Material provided: Begin

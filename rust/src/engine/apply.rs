//! Writing a generation decision through an `AssignmentSink`.

use chrono::NaiveDate;
use rustc_hash::FxHashSet;

use crate::log_changes;
use crate::models::{ApplySummary, Assignment, GenerationResult, Severity, Violation, ViolationKind};
use crate::store::AssignmentSink;

/// Persist every proposed assignment, creating or updating as needed.
///
/// A failed write is recorded as a conflict and the loop continues; one bad
/// item never aborts the batch.
pub fn apply_decision(
    result: &GenerationResult,
    existing: &[Assignment],
    sink: &mut dyn AssignmentSink,
    verbosity: u8,
) -> ApplySummary {
    let scheduled: FxHashSet<(&str, NaiveDate)> = existing
        .iter()
        .map(|a| (a.analyst_id.as_str(), a.date))
        .collect();

    let mut summary = ApplySummary::default();
    for assignment in &result.proposed_assignments {
        let key = (assignment.analyst_id.as_str(), assignment.date);
        let (outcome, is_update) = if scheduled.contains(&key) {
            (sink.update(assignment), true)
        } else {
            (sink.create(assignment), false)
        };

        match outcome {
            Ok(()) if is_update => summary.updated += 1,
            Ok(()) => summary.created += 1,
            Err(e) => {
                log_changes!(
                    verbosity,
                    "  Apply failed for {} on {}: {}",
                    assignment.analyst_id,
                    assignment.date,
                    e
                );
                summary.conflicted += 1;
                summary.conflicts.push(Violation::new(
                    ViolationKind::ConstraintViolation,
                    Severity::High,
                    Some(&assignment.analyst_id),
                    Some(assignment.date),
                    e.to_string(),
                ));
            }
        }
    }
    summary
}

#[cfg(test)]
mod tests {
    use super::*;
    use crate::fairness::{dispersion, FairnessMetrics, SCREENER, WEEKEND, WORKLOAD};
    use crate::rotation::RotationState;
    use crate::store::{InMemoryStore, StoreError};
    use std::collections::HashMap;

    fn d(year: i32, month: u32, day: u32) -> NaiveDate {
        NaiveDate::from_ymd_opt(year, month, day).unwrap()
    }

    fn result_with(proposed: Vec<Assignment>) -> GenerationResult {
        GenerationResult {
            proposed_assignments: proposed,
            conflicts: Vec::new(),
            overwrites: Vec::new(),
            fairness_metrics: FairnessMetrics {
                workload: dispersion(WORKLOAD, &[]),
                screener: dispersion(SCREENER, &[]),
                weekend: dispersion(WEEKEND, &[]),
                overall_score: 1.0,
                recommendations: Vec::new(),
            },
            performance_metrics: HashMap::new(),
            comp_off_earned: Vec::new(),
            next_rotation_state: RotationState::default(),
            next_continuity: Vec::new(),
            new_to_rotation: Vec::new(),
            algorithm_metadata: HashMap::new(),
        }
    }

    /// Sink that rejects every write for one analyst.
    struct Flaky {
        inner: InMemoryStore,
        reject: &'static str,
    }

    impl AssignmentSink for Flaky {
        fn create(&mut self, assignment: &Assignment) -> Result<(), StoreError> {
            if assignment.analyst_id == self.reject {
                return Err(StoreError::Backend("write refused".to_string()));
            }
            self.inner.create(assignment)
        }

        fn update(&mut self, assignment: &Assignment) -> Result<(), StoreError> {
            self.inner.update(assignment)
        }
    }

    #[test]
    fn test_creates_and_updates() {
        let mut store = InMemoryStore::default();
        let existing = Assignment::rotation("a1", d(2026, 1, 5), "PM");
        store.assignments.push(existing.clone());

        let result = result_with(vec![
            Assignment::rotation("a1", d(2026, 1, 5), "AM"),
            Assignment::rotation("a1", d(2026, 1, 6), "AM"),
        ]);
        let summary = apply_decision(&result, &[existing], &mut store, 0);
        assert_eq!(summary.created, 1);
        assert_eq!(summary.updated, 1);
        assert_eq!(summary.conflicted, 0);
        assert_eq!(store.assignments[0].shift_type, "AM");
    }

    #[test]
    fn test_failures_are_captured_per_item() {
        let mut sink = Flaky {
            inner: InMemoryStore::default(),
            reject: "a2",
        };
        let result = result_with(vec![
            Assignment::rotation("a1", d(2026, 1, 5), "AM"),
            Assignment::rotation("a2", d(2026, 1, 5), "AM"),
            Assignment::rotation("a3", d(2026, 1, 5), "AM"),
        ]);
        let summary = apply_decision(&result, &[], &mut sink, 0);
        assert_eq!(summary.created, 2);
        assert_eq!(summary.conflicted, 1);
        assert_eq!(summary.conflicts[0].analyst_id.as_deref(), Some("a2"));
        assert_eq!(sink.inner.assignments.len(), 2);
    }
}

Material provided: End

# What this task involves:
Write out every entry again, keeping each line exactly the same.

# Task solution:
filename rust/src/engine/apply.rs
//! Writing a generation decision through an `AssignmentSink`.

use chrono::NaiveDate;
use rustc_hash::FxHashSet;

use crate::log_changes;
use crate::models::{ApplySummary, Assignment, GenerationResult, Severity, Violation, ViolationKind};
use crate::store::AssignmentSink;

/// Persist every proposed assignment, creating or updating as needed.
///
/// A failed write is recorded as a conflict and the loop continues; one bad
/// item never aborts the batch.
pub fn apply_decision(
    result: &GenerationResult,
    existing: &[Assignment],
    sink: &mut dyn AssignmentSink,
    verbosity: u8,
) -> ApplySummary {
    let scheduled: FxHashSet<(&str, NaiveDate)> = existing
        .iter()
        .map(|a| (a.analyst_id.as_str(), a.date))
        .collect();

    let mut summary = ApplySummary::default();
    for assignment in &result.proposed_assignments {
        let key = (assignment.analyst_id.as_str(), assignment.date);
        let (outcome, is_update) = if scheduled.contains(&key) {
            (sink.update(assignment), true)
        } else {
            (sink.create(assignment), false)
        };

        match outcome {
            Ok(()) if is_update => summary.updated += 1,
            Ok(()) => summary.created += 1,
            Err(e) => {
                log_changes!(
                    verbosity,
                    "  Apply failed for {} on {}: {}",
                    assignment.analyst_id,
                    assignment.date,
                    e
                );
                summary.conflicted += 1;
                summary.conflicts.push(Violation::new(
                    ViolationKind::ConstraintViolation,
                    Severity::High,
                    Some(&assignment.analyst_id),
                    Some(assignment.date),
                    e.to_string(),
                ));
            }
        }
    }
    summary
}

#[cfg(test)]
mod tests {
    use super::*;
    use crate::fairness::{dispersion, FairnessMetrics, SCREENER, WEEKEND, WORKLOAD};
    use crate::rotation::RotationState;
    use crate::store::{InMemoryStore, StoreError};
    use std::collections::HashMap;

    fn d(year: i32, month: u32, day: u32) -> NaiveDate {
        NaiveDate::from_ymd_opt(year, month, day).unwrap()
    }

    fn result_with(proposed: Vec<Assignment>) -> GenerationResult {
        GenerationResult {
            proposed_assignments: proposed,
            conflicts: Vec::new(),
            overwrites: Vec::new(),
            fairness_metrics: FairnessMetrics {
                workload: dispersion(WORKLOAD, &[]),
                screener: dispersion(SCREENER, &[]),
                weekend: dispersion(WEEKEND, &[]),
                overall_score: 1.0,
                recommendations: Vec::new(),
            },
            performance_metrics: HashMap::new(),
            comp_off_earned: Vec::new(),
            next_rotation_state: RotationState::default(),
            next_continuity: Vec::new(),
            new_to_rotation: Vec::new(),
            algorithm_metadata: HashMap::new(),
        }
    }

    /// Sink that rejects every write for one analyst.
    struct Flaky {
        inner: InMemoryStore,
        reject: &'static str,
    }

    impl AssignmentSink for Flaky {
        fn create(&mut self, assignment: &Assignment) -> Result<(), StoreError> {
            if assignment.analyst_id == self.reject {
                return Err(StoreError::Backend("write refused".to_string()));
            }
            self.inner.create(assignment)
        }

        fn update(&mut self, assignment: &Assignment) -> Result<(), StoreError> {
            self.inner.update(assignment)
        }
    }

    #[test]
    fn test_creates_and_updates() {
        let mut store = InMemoryStore::default();
        let existing = Assignment::rotation("a1", d(2026, 1, 5), "PM");
        store.assignments.push(existing.clone());

        let result = result_with(vec![
            Assignment::rotation("a1", d(2026, 1, 5), "AM"),
            Assignment::rotation("a1", d(2026, 1, 6), "AM"),
        ]);
        let summary = apply_decision(&result, &[existing], &mut store, 0);
        assert_eq!(summary.created, 1);
        assert_eq!(summary.updated, 1);
        assert_eq!(summary.conflicted, 0);
        assert_eq!(store.assignments[0].shift_type, "AM");
    }

    #[test]
    fn test_failures_are_captured_per_item() {
        let mut sink = Flaky {
            inner: InMemoryStore::default(),
            reject: "a2",
        };
        let result = result_with(vec![
            Assignment::rotation("a1", d(2026, 1, 5), "AM"),
            Assignment::rotation("a2", d(2026, 1, 5), "AM"),
            Assignment::rotation("a3", d(2026, 1, 5), "AM"),
        ]);
        let summary = apply_decision(&result, &[], &mut sink, 0);
        assert_eq!(summary.created, 2);
        assert_eq!(summary.conflicted, 1);
        assert_eq!(summary.conflicts[0].analyst_id.as_deref(), Some("a2"));
        assert_eq!(sink.inner.assignments.len(), 2);
    }
}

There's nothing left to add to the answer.